Características das cutias e sua importância para a conservação das florestas

Dr Fernando Fernandez • 2 de outubro de 2023

As cutias podem não ser dos animais mais carismáticos de uma floresta, mas são um dos mais importantes. Se as árvores falassem, certamente agradeceriam a elas. Cutias (gênero Dasyprocta, umas onze espécies) são roedores caviomorfos - ou, menos tecnicamente, bichos aparentados às capivaras, pacas, porquinhos-da-índia e similares. 

 

Regiões


Este grupo de roedores é um dos componentes mais característicos da fauna das Américas do Sul e Central, e também dos mais antigos, pois seus ancestrais chegaram aqui há uns 30 milhões de anos atrás, vindos da África. Se você mora no Rio de Janeiro, certamente já viu cutias: há muitas delas no Campo de Santana, em frente à Avenida Presidente Vargas, em pleno centro do Rio.


Hábitos das cutias


Na natureza, as cutias geralmente são diurnas, embora às vezes sejam noturnas. São animais herbívoros, que se alimentam principalmente de frutos, sementes, raízes e algumas folhas.

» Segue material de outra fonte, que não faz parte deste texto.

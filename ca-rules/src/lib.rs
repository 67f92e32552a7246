//! A crate for parsing rule strings of elementary and Life-like cellular automata.
//!
//! The parsed [`Rule`] is only a description of what the string says. Whether a
//! simulator supports it is up to the simulator.

#![warn(clippy::missing_const_for_fn)]
#![warn(missing_docs)]

mod error;
mod parse;
mod rule;

pub use error::ParseRuleError;
pub use parse::{parse_elementary, parse_life_like, parse_rule};
pub use rule::{Rule, LIFE_NEIGHBORHOOD_SIZE};
use crate::engine::{EngineState, Operation};
use ca_rules::ParseRuleError;
use thiserror::Error;

/// An error in the configuration of a simulation.
///
/// These are reported before any simulation starts, and are never recovered from.
#[derive(Clone, Copy, Debug, PartialEq, Error)]
pub enum ConfigError {
    /// The elementary rule number is outside `0..=255`.
    ///
    /// Wide enough to hold both a negative number and any parsed `u64`.
    #[error("The rule number {0} is outside 0..=255")]
    InvalidRuleNumber(i128),

    /// A stored lookup table does not match its rule number.
    #[error("The lookup table does not match rule number {0}")]
    InvalidRuleTable(u8),

    /// The survival range or the birth count of a Life-like rule is invalid.
    #[error(
        "The survival range {survive_min}..={survive_max} or the birth count {birth_count} is invalid"
    )]
    InvalidLifeRule {
        /// Lower bound of the survival range.
        survive_min: u8,
        /// Upper bound of the survival range.
        survive_max: u8,
        /// Birth count.
        birth_count: u8,
    },

    /// The rule string cannot be parsed.
    #[error("The rule string is invalid: {0}")]
    InvalidRule(#[from] ParseRuleError),

    /// The rule can be parsed, but is not supported.
    #[error("The rule is not supported")]
    UnsupportedRule,

    /// The width or height is zero, or the rows of a grid have different lengths.
    #[error("The width or height is zero, or the rows have different lengths")]
    InvalidSize,

    /// The density is outside `0..=1`.
    #[error("The density {0} is outside 0..=1")]
    InvalidDensity(f64),

    /// A pattern contains a character other than `.` or `o`.
    #[error("The pattern contains an invalid character")]
    InvalidPattern,

    /// A world, pattern, or position does not have the dimensionality of the automaton.
    #[error("The dimensions do not match the automaton")]
    DimensionMismatch,

    /// A saved engine is idle but has a simulation, or is not idle but has none.
    #[error("The engine state does not match its simulation")]
    InconsistentState,
}

/// An error that can occur when using a simulation.
///
/// Every error is a violation of the caller's contract. The engine is left unchanged.
#[derive(Clone, Copy, Debug, PartialEq, Error)]
pub enum Error {
    /// The configuration is invalid.
    #[error("Invalid configuration: {0}")]
    InvalidConfiguration(#[from] ConfigError),

    /// An index is outside a 1-dimensional world.
    #[error("The index {index} is out of bounds for a line of {len} cells")]
    OutOfBounds {
        /// The index.
        index: usize,
        /// The number of cells in the line.
        len: usize,
    },

    /// An operation is not allowed in the current state of the engine.
    #[error("Cannot {operation} while the engine is {state}")]
    InvalidState {
        /// The rejected operation.
        operation: Operation,
        /// The state of the engine.
        state: EngineState,
    },
}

Porém, na Floresta da Tijuca pesquisadores do projeto Refauna já viram uma cutia comendo um coelho nativo, ou tapiti (Sylvilagus brasiliensis). Não é possível saber se ela predou o tapiti, ou apenas se utilizava da carcaça. De qualquer forma, ou ela nunca tinha lido que era uma herbívora e devia se comportar como tal, ou bichos selvagens são mais versáteis e oportunistas do que costumamos acreditar.


Reprodução


Sempre pensamos em roedores como bichos que reproduzem muito, mas os caviomorfos, incluindo a cutia, fogem a esta regra. Elas têm geralmente apenas um ou dois filhotes por ninhada, com até duas ninhadas por ano. Este baixo potencial reprodutivo não as ajuda muito a lidar com as pressões que têm sofrido no mundo atual – das quais a presença de cachorros domésticos soltos em Unidades de Conservação parece ser uma das piores.


 

As "jardineiras da floresta"


As cutias não são animais muito grandes (uns 3 a 4 Kg), mas sua importância para os ecossistemas de florestas tropicais é imensa, desproporcional ao seu modesto tamanho. Não é nenhum exagero dizer que as cutias são as melhores dispersoras de sementes das nossas matas, às vezes chamadas de “jardineiras da floresta”. 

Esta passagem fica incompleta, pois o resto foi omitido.